In the past few weeks since returning from elbow surgery, he has shown he is nothing if not resilient, winning eight of nine starts to erase Patrick Roy's record in stunning fashion.
He plans to honor his current contract, which extends three more seasons. Imagine if he averages 30-35 wins a season over that time. It's not inconceivable he could end up with 650 wins.
Who on earth will come along and challenge that number?
The way the game is played now, with an emphasis on balanced goaltending and few netminders commanding the playing time Brodeur has throughout his career, the easy answer is no one.
Trying to imagine what it would take for any current top goaltender to topple Brodeur is like trying to wrap your head around cold fusion.

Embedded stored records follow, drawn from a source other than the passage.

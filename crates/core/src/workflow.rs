//! Declarative browser workflows and their executor.
//!
//! A workflow is an ordered list of [`WorkflowStep`]s. Execution is
//! strictly sequential and fail-fast: the first step that fails aborts the
//! rest of the workflow and the error propagates to the caller, who decides
//! whether other workflows should still run.

use std::sync::Arc;
use std::time::Duration;

use scout_protocol::CallToolResult;
use scout_runtime::ToolInvoker;
use serde::{Deserialize, Serialize};
use serde_json::{Value, json};
use tracing::{debug, warn};

use crate::error::{Error, Result};

/// Default per-step window.
pub const DEFAULT_STEP_TIMEOUT_MS: u64 = 10_000;

/// Tool names the executor translates steps into.
pub mod tool_names {
	pub const NAVIGATE: &str = "browser_navigate";
	pub const NAVIGATE_BACK: &str = "browser_navigate_back";
	pub const CLICK: &str = "browser_click";
	pub const FILL: &str = "browser_fill";
	pub const WAIT_FOR: &str = "browser_wait_for";
	pub const EVALUATE: &str = "browser_evaluate";
	pub const SCREENSHOT: &str = "browser_screenshot";
	pub const PRESS_KEY: &str = "browser_press_key";
}

/// Abstract browser action of one step.
#[derive(Debug, Clone, Copy, PartialEq, Eq, Serialize, Deserialize)]
#[serde(rename_all = "kebab-case")]
pub enum StepAction {
	Navigate,
	Click,
	Fill,
	WaitFor,
	Evaluate,
	Screenshot,
	PressKey,
	NavigateBack,
}

/// One declarative step. Immutable once constructed; `value` must already
/// be resolved (no `{{placeholders}}`) by the time the executor sees it.
#[derive(Debug, Clone, Serialize, Deserialize)]
pub struct WorkflowStep {
	pub action: StepAction,
	/// Ordered fallback selectors. The step tries each until one works.
	#[serde(default)]
	pub selectors: Vec<String>,
	/// URL for navigate, text for fill, script for evaluate, key for
	/// press-key.
	#[serde(default)]
	pub value: Option<String>,
	pub description: String,
	#[serde(default = "default_timeout")]
	pub timeout_ms: u64,
}

fn default_timeout() -> u64 {
	DEFAULT_STEP_TIMEOUT_MS
}

impl WorkflowStep {
	fn new(action: StepAction, description: impl Into<String>) -> Self {
		Self {
			action,
			selectors: Vec::new(),
			value: None,
			description: description.into(),
			timeout_ms: DEFAULT_STEP_TIMEOUT_MS,
		}
	}

	pub fn navigate(url: impl Into<String>, description: impl Into<String>) -> Self {
		let mut step = Self::new(StepAction::Navigate, description);
		step.value = Some(url.into());
		step
	}

	pub fn navigate_back(description: impl Into<String>) -> Self {
		Self::new(StepAction::NavigateBack, description)
	}

	pub fn click(selector: impl Into<String>, description: impl Into<String>) -> Self {
		let mut step = Self::new(StepAction::Click, description);
		step.selectors = vec![selector.into()];
		step
	}

	pub fn fill(
		selector: impl Into<String>,
		value: impl Into<String>,
		description: impl Into<String>,
	) -> Self {
		let mut step = Self::new(StepAction::Fill, description);
		step.selectors = vec![selector.into()];
		step.value = Some(value.into());
		step
	}

	pub fn wait_for(selector: impl Into<String>, description: impl Into<String>) -> Self {
		let mut step = Self::new(StepAction::WaitFor, description);
		step.selectors = vec![selector.into()];
		step
	}

	pub fn evaluate(script: impl Into<String>, description: impl Into<String>) -> Self {
		let mut step = Self::new(StepAction::Evaluate, description);
		step.value = Some(script.into());
		step
	}

	pub fn screenshot(description: impl Into<String>) -> Self {
		Self::new(StepAction::Screenshot, description)
	}

	pub fn press_key(key: impl Into<String>, description: impl Into<String>) -> Self {
		let mut step = Self::new(StepAction::PressKey, description);
		step.value = Some(key.into());
		step
	}

	/// Adds a fallback selector tried after the existing ones.
	pub fn with_fallback(mut self, selector: impl Into<String>) -> Self {
		self.selectors.push(selector.into());
		self
	}

	pub fn with_timeout(mut self, timeout_ms: u64) -> Self {
		self.timeout_ms = timeout_ms;
		self
	}
}

/// Executes workflows against a [`ToolInvoker`].
#[derive(Clone)]
pub struct WorkflowExecutor {
	invoker: Arc<dyn ToolInvoker>,
	settle_delay: Duration,
}

impl WorkflowExecutor {
	pub fn new(invoker: Arc<dyn ToolInvoker>) -> Self {
		Self {
			invoker,
			settle_delay: Duration::ZERO,
		}
	}

	/// Pauses after navigate/click/back steps so page transitions settle
	/// before the next step runs.
	pub fn with_settle_delay(mut self, delay: Duration) -> Self {
		self.settle_delay = delay;
		self
	}

	/// Runs all steps in order, aborting on the first failure.
	pub async fn run(&self, steps: &[WorkflowStep]) -> Result<()> {
		for step in steps {
			self.run_step(step).await?;
		}
		Ok(())
	}

	/// Runs one step within its own timeout window.
	///
	/// Returns the parsed payload for evaluate steps and `Value::Null` for
	/// everything else.
	pub async fn run_step(&self, step: &WorkflowStep) -> Result<Value> {
		debug!(target: "scout", step = %step.description, action = ?step.action, "running step");
		let window = Duration::from_millis(step.timeout_ms);
		let outcome = tokio::time::timeout(window, self.dispatch(step))
			.await
			.map_err(|_| Error::StepTimeout {
				description: step.description.clone(),
				ms: step.timeout_ms,
			})??;

		if self.settle_delay > Duration::ZERO && transitions_page(step.action) {
			tokio::time::sleep(self.settle_delay).await;
		}
		Ok(outcome)
	}

	/// Evaluates a script and parses its output as JSON.
	///
	/// Malformed output degrades to an empty object instead of failing:
	/// extraction scripts run against live third-party markup and an odd
	/// page state must not kill the workflow.
	pub async fn evaluate_json(&self, script: &str, description: &str) -> Result<Value> {
		let step = WorkflowStep::evaluate(script, description);
		self.run_step(&step).await
	}

	/// Evaluates a script and returns its raw text output.
	pub async fn evaluate_value(&self, script: &str, description: &str) -> Result<String> {
		let step = WorkflowStep::evaluate(script, description);
		let result = self.invoke_within(&step, tool_names::EVALUATE, json!({ "script": script }))
			.await?;
		Ok(result.text().unwrap_or_default().trim().to_string())
	}

	async fn dispatch(&self, step: &WorkflowStep) -> Result<Value> {
		match step.action {
			StepAction::Navigate => {
				let url = required_value(step)?;
				self.invoke(tool_names::NAVIGATE, json!({ "url": url }))
					.await?;
				Ok(Value::Null)
			}
			StepAction::NavigateBack => {
				self.invoke(tool_names::NAVIGATE_BACK, json!({})).await?;
				Ok(Value::Null)
			}
			StepAction::Click => {
				self.invoke_with_selectors(step, |selector| {
					(tool_names::CLICK, json!({ "selector": selector }))
				})
				.await?;
				Ok(Value::Null)
			}
			StepAction::Fill => {
				let value = required_value(step)?;
				self.invoke_with_selectors(step, |selector| {
					(
						tool_names::FILL,
						json!({ "selector": selector, "value": value }),
					)
				})
				.await?;
				Ok(Value::Null)
			}
			StepAction::WaitFor => {
				let timeout_ms = step.timeout_ms;
				self.invoke_with_selectors(step, move |selector| {
					(
						tool_names::WAIT_FOR,
						json!({ "selector": selector, "timeoutMs": timeout_ms }),
					)
				})
				.await?;
				Ok(Value::Null)
			}
			StepAction::Evaluate => {
				let script = required_value(step)?;
				let result = self
					.invoke(tool_names::EVALUATE, json!({ "script": script }))
					.await?;
				Ok(parse_script_output(&result, &step.description))
			}
			StepAction::Screenshot => {
				self.invoke(tool_names::SCREENSHOT, json!({})).await?;
				Ok(Value::Null)
			}
			StepAction::PressKey => {
				let key = required_value(step)?;
				self.invoke(tool_names::PRESS_KEY, json!({ "key": key }))
					.await?;
				Ok(Value::Null)
			}
		}
	}

	/// Tries the step's selectors in order; the step fails only after all
	/// of them have.
	async fn invoke_with_selectors<F>(&self, step: &WorkflowStep, build: F) -> Result<CallToolResult>
	where
		F: Fn(&str) -> (&'static str, Value),
	{
		if step.selectors.is_empty() {
			return Err(Error::MissingValue {
				description: step.description.clone(),
			});
		}

		let mut last_error = None;
		for selector in &step.selectors {
			let (tool, args) = build(selector);
			match self.invoker.call_tool(tool, args).await {
				Ok(result) => return Ok(result),
				Err(error) => {
					debug!(
						target: "scout",
						step = %step.description,
						selector,
						%error,
						"selector failed, trying next"
					);
					last_error = Some(error);
				}
			}
		}
		Err(Error::SelectorsExhausted {
			description: step.description.clone(),
			last_error: last_error
				.map(|error| error.to_string())
				.unwrap_or_else(|| "no selectors".to_string()),
		})
	}

	async fn invoke(&self, tool: &'static str, args: Value) -> Result<CallToolResult> {
		Ok(self.invoker.call_tool(tool, args).await?)
	}

	async fn invoke_within(
		&self,
		step: &WorkflowStep,
		tool: &'static str,
		args: Value,
	) -> Result<CallToolResult> {
		let window = Duration::from_millis(step.timeout_ms);
		tokio::time::timeout(window, self.invoker.call_tool(tool, args))
			.await
			.map_err(|_| Error::StepTimeout {
				description: step.description.clone(),
				ms: step.timeout_ms,
			})?
			.map_err(Error::from)
	}
}

fn transitions_page(action: StepAction) -> bool {
	// Enter on a search input navigates too, so press-key settles as well.
	matches!(
		action,
		StepAction::Navigate
			| StepAction::NavigateBack
			| StepAction::Click
			| StepAction::PressKey
	)
}

fn required_value(step: &WorkflowStep) -> Result<&str> {
	step.value.as_deref().ok_or_else(|| Error::MissingValue {
		description: step.description.clone(),
	})
}

/// Parses an evaluate result as JSON, degrading to an empty object when
/// the script produced something unparseable.
fn parse_script_output(result: &CallToolResult, description: &str) -> Value {
	let Some(text) = result.text() else {
		return json!({});
	};
	match serde_json::from_str(text.trim()) {
		Ok(value) => value,
		Err(error) => {
			warn!(
				target: "scout",
				step = description,
				%error,
				"script output was not valid JSON, degrading to empty object"
			);
			json!({})
		}
	}
}

#[cfg(test)]
mod tests {
	use super::*;
	use crate::testing::ScriptedInvoker;

	fn executor(invoker: ScriptedInvoker) -> WorkflowExecutor {
		WorkflowExecutor::new(Arc::new(invoker))
	}

	#[tokio::test]
	async fn steps_run_in_declared_order() {
		let invoker = ScriptedInvoker::new();
		let calls = invoker.call_log();
		let executor = executor(invoker);

		let steps = vec![
			WorkflowStep::navigate("https://example.com", "open site"),
			WorkflowStep::click("#search", "focus search"),
			WorkflowStep::fill("#search", "banking", "type keyword"),
		];
		executor.run(&steps).await.unwrap();

		let log = calls.lock().unwrap();
		let names: Vec<&str> = log.iter().map(|(name, _)| name.as_str()).collect();
		assert_eq!(
			names,
			vec![tool_names::NAVIGATE, tool_names::CLICK, tool_names::FILL]
		);
		assert_eq!(log[2].1["value"], "banking");
	}

	#[tokio::test]
	async fn first_failure_aborts_remaining_steps() {
		let invoker = ScriptedInvoker::new().fail_tool(tool_names::CLICK, "element not found");
		let calls = invoker.call_log();
		let executor = executor(invoker);

		let steps = vec![
			WorkflowStep::click("#gone", "click missing element"),
			WorkflowStep::navigate("https://example.com", "never reached"),
		];
		let error = executor.run(&steps).await.unwrap_err();
		assert!(matches!(error, Error::SelectorsExhausted { .. }));

		// Only the failing click was attempted.
		let log = calls.lock().unwrap();
		assert_eq!(log.len(), 1);
	}

	#[tokio::test]
	async fn fallback_selectors_are_tried_in_order() {
		let invoker = ScriptedInvoker::new().on(tool_names::CLICK, |args| {
			if args["selector"] == "#primary" {
				Err(scout_runtime::Error::Tool {
					message: "not visible".to_string(),
				})
			} else {
				Ok(ScriptedInvoker::text_result("clicked"))
			}
		});
		let calls = invoker.call_log();
		let executor = executor(invoker);

		let step = WorkflowStep::click("#primary", "click with fallback").with_fallback("#secondary");
		executor.run_step(&step).await.unwrap();

		let log = calls.lock().unwrap();
		assert_eq!(log.len(), 2);
		assert_eq!(log[0].1["selector"], "#primary");
		assert_eq!(log[1].1["selector"], "#secondary");
	}

	#[tokio::test]
	async fn malformed_evaluate_output_degrades_to_empty_object() {
		let invoker = ScriptedInvoker::new().on(tool_names::EVALUATE, |_| {
			Ok(ScriptedInvoker::text_result("<html>not json</html>"))
		});
		let executor = executor(invoker);

		let value = executor
			.evaluate_json("document.title", "read title")
			.await
			.unwrap();
		assert_eq!(value, json!({}));
	}

	#[tokio::test]
	async fn evaluate_returns_parsed_records() {
		let invoker = ScriptedInvoker::new().on(tool_names::EVALUATE, |_| {
			Ok(ScriptedInvoker::text_result(r#"[{"text": "banking"}]"#))
		});
		let executor = executor(invoker);

		let value = executor
			.evaluate_json("collect()", "collect records")
			.await
			.unwrap();
		assert_eq!(value[0]["text"], "banking");
	}

	#[tokio::test(start_paused = true)]
	async fn slow_step_times_out() {
		let invoker = ScriptedInvoker::new().stall_tool(tool_names::WAIT_FOR);
		let executor = executor(invoker);

		let step = WorkflowStep::wait_for("#modal", "wait for modal").with_timeout(50);
		let handle = tokio::spawn(async move { executor.run_step(&step).await });
		tokio::time::advance(Duration::from_millis(60)).await;

		let error = handle.await.unwrap().unwrap_err();
		assert!(matches!(error, Error::StepTimeout { ms: 50, .. }));
	}

	#[tokio::test]
	async fn navigate_without_url_is_rejected() {
		let executor = executor(ScriptedInvoker::new());
		let step = WorkflowStep {
			action: StepAction::Navigate,
			selectors: Vec::new(),
			value: None,
			description: "broken navigate".to_string(),
			timeout_ms: DEFAULT_STEP_TIMEOUT_MS,
		};
		let error = executor.run_step(&step).await.unwrap_err();
		assert!(matches!(error, Error::MissingValue { .. }));
	}
}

It just doesn't compute.
Miikka Kiprusoff, Roberto Luongo, Evgeni Nabokov and Marty Turco are all top netminders and all are at least 300 victories behind Brodeur. 300. They are Brodeur's peers and they are a lifetime away in terms of catching him ... and that's even if he never played another game.
"You have to play a lot of games to be able to win that many games, and that's the bottom line," Brodeur said before Tuesday's game.
Maybe that's what made the moment so memorable.
This is not a player establishing a mark as he closes out a career, a player looking to make a final statement. This is a player who is already thinking ahead to the playoffs and another run at a Stanley Cup.
"Now it will be old news by the time the playoffs start, and that's the way I wanted it to happen," Brodeur said.
"Well, I think it's simple. I think a record like this speaks for itself," Sutter said. "I have played on some very, very good hockey teams that have won Stanley Cups, and just some real good teams. As far as a goaltender is concerned, being around Marty for the last year and three quarters, whatever it's been, you can understand why he's accomplished what he's accomplished, and also understand why the organization's accomplished what they've accomplished here as far as success. It goes hand in hand."
Someone asked Brodeur before the game if he thought his assault on the record book was getting enough attention locally. Yet from the moment Brodeur's face appeared on the video scoreboard during the national anthem, sending the crowd into delirium, it was clear everyone in attendance was in tune with the moment.
After one save late in the second, the chant went up again -- "Marty, Marty, Marty" -- and then again late in the third period as the record came fully into view.
Brodeur was asked what will stay with him from this night.
"I think the ovation from the crowd. Me skating around the rink," Brodeur said.
Jamie Langenbrunner, seeing the struggles Brodeur was having cutting through the netting, came over and told him the team would take over.
"He goes, 'We'll cut it down. Go take a lap. I think the fans deserve it,'" Brodeur said. "I've done it with the Stanley Cup on top of my head as a team thing, but that was really a personal thing and it was pretty cool. I had a lot of friends and family. I was trying to look at them in the stands while I was skating. It was definitely a great moment for me."
Scott Burnside covers the NHL for ESPN.com.